§ **GOAL OF THE EXERCISE**:
Look through the material beneath and copy each line with the word "LogLevel".
***** GIVEN DATA *****
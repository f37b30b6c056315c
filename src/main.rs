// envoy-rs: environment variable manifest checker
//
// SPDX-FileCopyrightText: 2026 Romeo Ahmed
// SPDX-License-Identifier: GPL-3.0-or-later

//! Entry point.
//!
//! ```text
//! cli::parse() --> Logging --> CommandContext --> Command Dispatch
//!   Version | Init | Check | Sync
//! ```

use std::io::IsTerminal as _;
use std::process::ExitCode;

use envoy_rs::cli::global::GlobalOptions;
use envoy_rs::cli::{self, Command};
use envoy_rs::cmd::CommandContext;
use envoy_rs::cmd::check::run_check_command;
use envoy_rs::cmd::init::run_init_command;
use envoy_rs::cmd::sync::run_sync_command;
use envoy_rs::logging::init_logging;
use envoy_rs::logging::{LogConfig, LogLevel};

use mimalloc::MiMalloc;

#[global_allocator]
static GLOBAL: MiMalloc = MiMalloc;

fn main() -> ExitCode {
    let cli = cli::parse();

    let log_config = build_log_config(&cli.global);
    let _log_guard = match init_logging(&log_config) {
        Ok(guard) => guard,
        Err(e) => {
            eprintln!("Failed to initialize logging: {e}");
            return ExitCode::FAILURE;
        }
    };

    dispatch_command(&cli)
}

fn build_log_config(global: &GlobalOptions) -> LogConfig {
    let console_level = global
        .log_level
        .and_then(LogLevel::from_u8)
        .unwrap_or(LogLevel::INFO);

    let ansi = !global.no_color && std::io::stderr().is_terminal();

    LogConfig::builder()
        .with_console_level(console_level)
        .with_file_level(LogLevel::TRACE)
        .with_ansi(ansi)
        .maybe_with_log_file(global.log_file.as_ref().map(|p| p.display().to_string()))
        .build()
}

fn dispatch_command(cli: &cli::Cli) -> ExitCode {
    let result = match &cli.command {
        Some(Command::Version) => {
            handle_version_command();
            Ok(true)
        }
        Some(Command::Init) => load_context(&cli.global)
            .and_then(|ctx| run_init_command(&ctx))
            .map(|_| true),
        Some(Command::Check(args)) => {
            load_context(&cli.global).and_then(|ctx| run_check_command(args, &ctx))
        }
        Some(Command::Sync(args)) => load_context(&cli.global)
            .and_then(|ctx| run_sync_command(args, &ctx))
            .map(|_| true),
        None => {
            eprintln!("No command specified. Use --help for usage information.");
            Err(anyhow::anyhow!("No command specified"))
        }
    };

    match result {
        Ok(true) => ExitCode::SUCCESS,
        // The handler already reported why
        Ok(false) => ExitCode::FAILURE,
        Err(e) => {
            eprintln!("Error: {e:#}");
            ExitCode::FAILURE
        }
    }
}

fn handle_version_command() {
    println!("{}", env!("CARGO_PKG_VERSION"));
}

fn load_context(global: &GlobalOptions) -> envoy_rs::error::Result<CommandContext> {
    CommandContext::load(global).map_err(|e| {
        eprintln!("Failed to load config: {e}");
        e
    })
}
*****
***** GIVEN DATA *****
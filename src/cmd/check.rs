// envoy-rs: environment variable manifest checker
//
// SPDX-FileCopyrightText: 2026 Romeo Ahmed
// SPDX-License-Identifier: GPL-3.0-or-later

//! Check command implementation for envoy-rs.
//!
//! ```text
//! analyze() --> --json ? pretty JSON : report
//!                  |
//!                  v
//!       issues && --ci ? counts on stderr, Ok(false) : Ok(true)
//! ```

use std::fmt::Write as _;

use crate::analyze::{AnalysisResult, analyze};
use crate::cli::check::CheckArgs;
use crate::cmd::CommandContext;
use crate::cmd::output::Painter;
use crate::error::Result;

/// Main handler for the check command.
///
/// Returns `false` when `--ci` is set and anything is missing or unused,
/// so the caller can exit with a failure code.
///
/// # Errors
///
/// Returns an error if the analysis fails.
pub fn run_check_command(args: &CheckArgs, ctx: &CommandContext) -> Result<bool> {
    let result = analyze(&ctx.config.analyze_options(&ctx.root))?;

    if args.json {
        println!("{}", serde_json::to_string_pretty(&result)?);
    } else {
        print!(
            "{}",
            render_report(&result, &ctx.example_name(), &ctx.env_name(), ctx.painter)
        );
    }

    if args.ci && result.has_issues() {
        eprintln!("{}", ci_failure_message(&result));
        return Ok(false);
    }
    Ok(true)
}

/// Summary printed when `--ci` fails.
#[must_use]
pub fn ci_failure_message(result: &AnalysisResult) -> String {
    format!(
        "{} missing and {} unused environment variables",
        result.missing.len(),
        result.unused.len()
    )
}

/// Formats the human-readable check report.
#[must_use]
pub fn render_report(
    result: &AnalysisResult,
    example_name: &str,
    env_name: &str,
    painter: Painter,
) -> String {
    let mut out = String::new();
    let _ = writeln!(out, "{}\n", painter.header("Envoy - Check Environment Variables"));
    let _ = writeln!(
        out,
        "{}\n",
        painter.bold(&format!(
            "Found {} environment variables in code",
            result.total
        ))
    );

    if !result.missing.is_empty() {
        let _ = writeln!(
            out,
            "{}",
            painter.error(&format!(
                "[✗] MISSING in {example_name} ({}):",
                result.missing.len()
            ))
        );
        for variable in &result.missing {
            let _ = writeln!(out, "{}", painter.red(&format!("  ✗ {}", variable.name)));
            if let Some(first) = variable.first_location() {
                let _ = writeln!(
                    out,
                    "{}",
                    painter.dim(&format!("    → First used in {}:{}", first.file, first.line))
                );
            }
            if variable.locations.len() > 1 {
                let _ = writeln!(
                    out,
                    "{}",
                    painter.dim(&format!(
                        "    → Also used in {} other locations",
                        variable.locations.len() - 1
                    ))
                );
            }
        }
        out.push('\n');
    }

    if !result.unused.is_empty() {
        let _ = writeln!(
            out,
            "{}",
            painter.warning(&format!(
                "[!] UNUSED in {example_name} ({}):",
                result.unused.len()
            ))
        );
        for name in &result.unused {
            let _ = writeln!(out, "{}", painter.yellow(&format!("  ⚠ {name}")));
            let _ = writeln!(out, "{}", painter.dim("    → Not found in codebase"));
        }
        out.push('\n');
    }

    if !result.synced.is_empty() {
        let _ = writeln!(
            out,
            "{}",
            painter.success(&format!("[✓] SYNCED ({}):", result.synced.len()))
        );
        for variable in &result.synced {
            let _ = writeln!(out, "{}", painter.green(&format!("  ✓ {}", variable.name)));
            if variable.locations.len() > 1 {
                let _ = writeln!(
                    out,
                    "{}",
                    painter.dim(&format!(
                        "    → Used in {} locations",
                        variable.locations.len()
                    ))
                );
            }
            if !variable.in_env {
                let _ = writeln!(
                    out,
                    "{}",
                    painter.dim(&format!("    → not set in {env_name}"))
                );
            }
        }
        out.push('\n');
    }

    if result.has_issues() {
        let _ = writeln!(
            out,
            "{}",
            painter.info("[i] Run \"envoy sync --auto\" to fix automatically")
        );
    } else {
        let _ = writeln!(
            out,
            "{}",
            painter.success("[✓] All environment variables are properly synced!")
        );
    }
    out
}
*****
***** GIVEN DATA *****
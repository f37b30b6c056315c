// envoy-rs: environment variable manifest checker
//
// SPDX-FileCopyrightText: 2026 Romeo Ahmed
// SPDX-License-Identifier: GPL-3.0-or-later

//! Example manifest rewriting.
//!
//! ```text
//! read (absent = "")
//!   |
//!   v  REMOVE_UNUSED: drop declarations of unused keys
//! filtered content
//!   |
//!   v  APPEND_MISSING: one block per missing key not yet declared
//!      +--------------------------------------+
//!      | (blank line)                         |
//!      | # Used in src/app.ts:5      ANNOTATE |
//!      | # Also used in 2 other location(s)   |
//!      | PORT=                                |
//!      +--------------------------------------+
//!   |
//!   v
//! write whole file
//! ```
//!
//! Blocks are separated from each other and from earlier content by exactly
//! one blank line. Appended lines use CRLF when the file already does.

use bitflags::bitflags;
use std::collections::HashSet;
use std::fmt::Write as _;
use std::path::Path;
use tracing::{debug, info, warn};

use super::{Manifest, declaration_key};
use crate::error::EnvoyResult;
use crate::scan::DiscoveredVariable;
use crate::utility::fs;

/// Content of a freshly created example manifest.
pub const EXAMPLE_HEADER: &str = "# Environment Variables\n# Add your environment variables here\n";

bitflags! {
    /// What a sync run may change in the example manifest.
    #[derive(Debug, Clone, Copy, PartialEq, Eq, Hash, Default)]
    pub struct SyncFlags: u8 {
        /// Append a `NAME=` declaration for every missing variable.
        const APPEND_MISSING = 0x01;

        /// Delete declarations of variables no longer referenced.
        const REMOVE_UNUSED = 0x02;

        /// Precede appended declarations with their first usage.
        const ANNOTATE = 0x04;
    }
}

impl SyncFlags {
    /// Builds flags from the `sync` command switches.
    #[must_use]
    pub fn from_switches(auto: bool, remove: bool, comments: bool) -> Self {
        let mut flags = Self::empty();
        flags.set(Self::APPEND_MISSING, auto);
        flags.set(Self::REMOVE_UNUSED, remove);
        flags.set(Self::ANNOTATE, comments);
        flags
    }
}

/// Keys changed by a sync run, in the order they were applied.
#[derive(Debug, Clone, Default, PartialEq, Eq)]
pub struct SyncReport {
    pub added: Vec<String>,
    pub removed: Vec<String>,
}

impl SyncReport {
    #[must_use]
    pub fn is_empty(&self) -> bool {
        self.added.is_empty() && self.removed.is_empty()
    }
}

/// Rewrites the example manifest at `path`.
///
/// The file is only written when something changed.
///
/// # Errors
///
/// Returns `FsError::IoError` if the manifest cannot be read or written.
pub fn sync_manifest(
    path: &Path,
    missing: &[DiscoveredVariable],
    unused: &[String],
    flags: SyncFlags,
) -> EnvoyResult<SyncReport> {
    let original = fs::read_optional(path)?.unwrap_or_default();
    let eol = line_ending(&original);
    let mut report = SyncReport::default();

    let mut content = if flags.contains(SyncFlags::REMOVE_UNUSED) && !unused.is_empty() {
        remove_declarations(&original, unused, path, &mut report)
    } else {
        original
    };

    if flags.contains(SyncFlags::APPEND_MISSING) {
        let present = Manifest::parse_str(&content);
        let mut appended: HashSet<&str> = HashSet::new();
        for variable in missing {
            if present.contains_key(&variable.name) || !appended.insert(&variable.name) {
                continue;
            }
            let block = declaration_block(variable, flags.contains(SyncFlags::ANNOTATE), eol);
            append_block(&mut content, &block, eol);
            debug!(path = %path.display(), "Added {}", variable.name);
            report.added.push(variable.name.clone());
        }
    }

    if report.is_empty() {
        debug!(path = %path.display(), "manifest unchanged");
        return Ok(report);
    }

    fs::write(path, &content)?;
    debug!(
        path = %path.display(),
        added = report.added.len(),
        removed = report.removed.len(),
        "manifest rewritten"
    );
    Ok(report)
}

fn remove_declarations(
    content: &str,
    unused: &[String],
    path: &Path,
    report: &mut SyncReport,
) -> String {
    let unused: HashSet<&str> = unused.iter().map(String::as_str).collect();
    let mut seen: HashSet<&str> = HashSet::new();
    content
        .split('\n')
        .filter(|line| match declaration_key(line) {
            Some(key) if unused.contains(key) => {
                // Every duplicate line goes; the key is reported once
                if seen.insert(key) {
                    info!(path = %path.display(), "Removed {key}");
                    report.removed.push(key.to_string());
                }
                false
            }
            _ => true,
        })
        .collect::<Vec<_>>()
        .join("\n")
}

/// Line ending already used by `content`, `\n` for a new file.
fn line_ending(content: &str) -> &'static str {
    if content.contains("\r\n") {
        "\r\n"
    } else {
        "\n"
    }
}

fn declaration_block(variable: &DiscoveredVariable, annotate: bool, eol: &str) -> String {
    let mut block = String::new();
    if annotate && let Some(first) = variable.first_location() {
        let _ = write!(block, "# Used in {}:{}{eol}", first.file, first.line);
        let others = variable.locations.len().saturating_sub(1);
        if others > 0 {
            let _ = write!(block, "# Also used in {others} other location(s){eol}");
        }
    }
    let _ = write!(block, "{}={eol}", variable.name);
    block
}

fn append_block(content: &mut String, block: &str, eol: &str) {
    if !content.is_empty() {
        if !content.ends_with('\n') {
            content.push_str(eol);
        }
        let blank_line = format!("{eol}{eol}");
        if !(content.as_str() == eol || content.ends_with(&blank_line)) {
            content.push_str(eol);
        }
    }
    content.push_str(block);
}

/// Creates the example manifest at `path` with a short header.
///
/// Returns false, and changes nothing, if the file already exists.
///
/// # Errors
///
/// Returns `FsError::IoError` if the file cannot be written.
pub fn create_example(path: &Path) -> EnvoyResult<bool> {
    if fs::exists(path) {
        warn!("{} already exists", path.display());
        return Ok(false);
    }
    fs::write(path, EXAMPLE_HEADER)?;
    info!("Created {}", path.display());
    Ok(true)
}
*****
§ **FINAL ANSWER**:
use envoy_rs::logging::{LogConfig, LogLevel};
        .and_then(LogLevel::from_u8)
        .unwrap_or(LogLevel::INFO);
        .with_file_level(LogLevel::TRACE)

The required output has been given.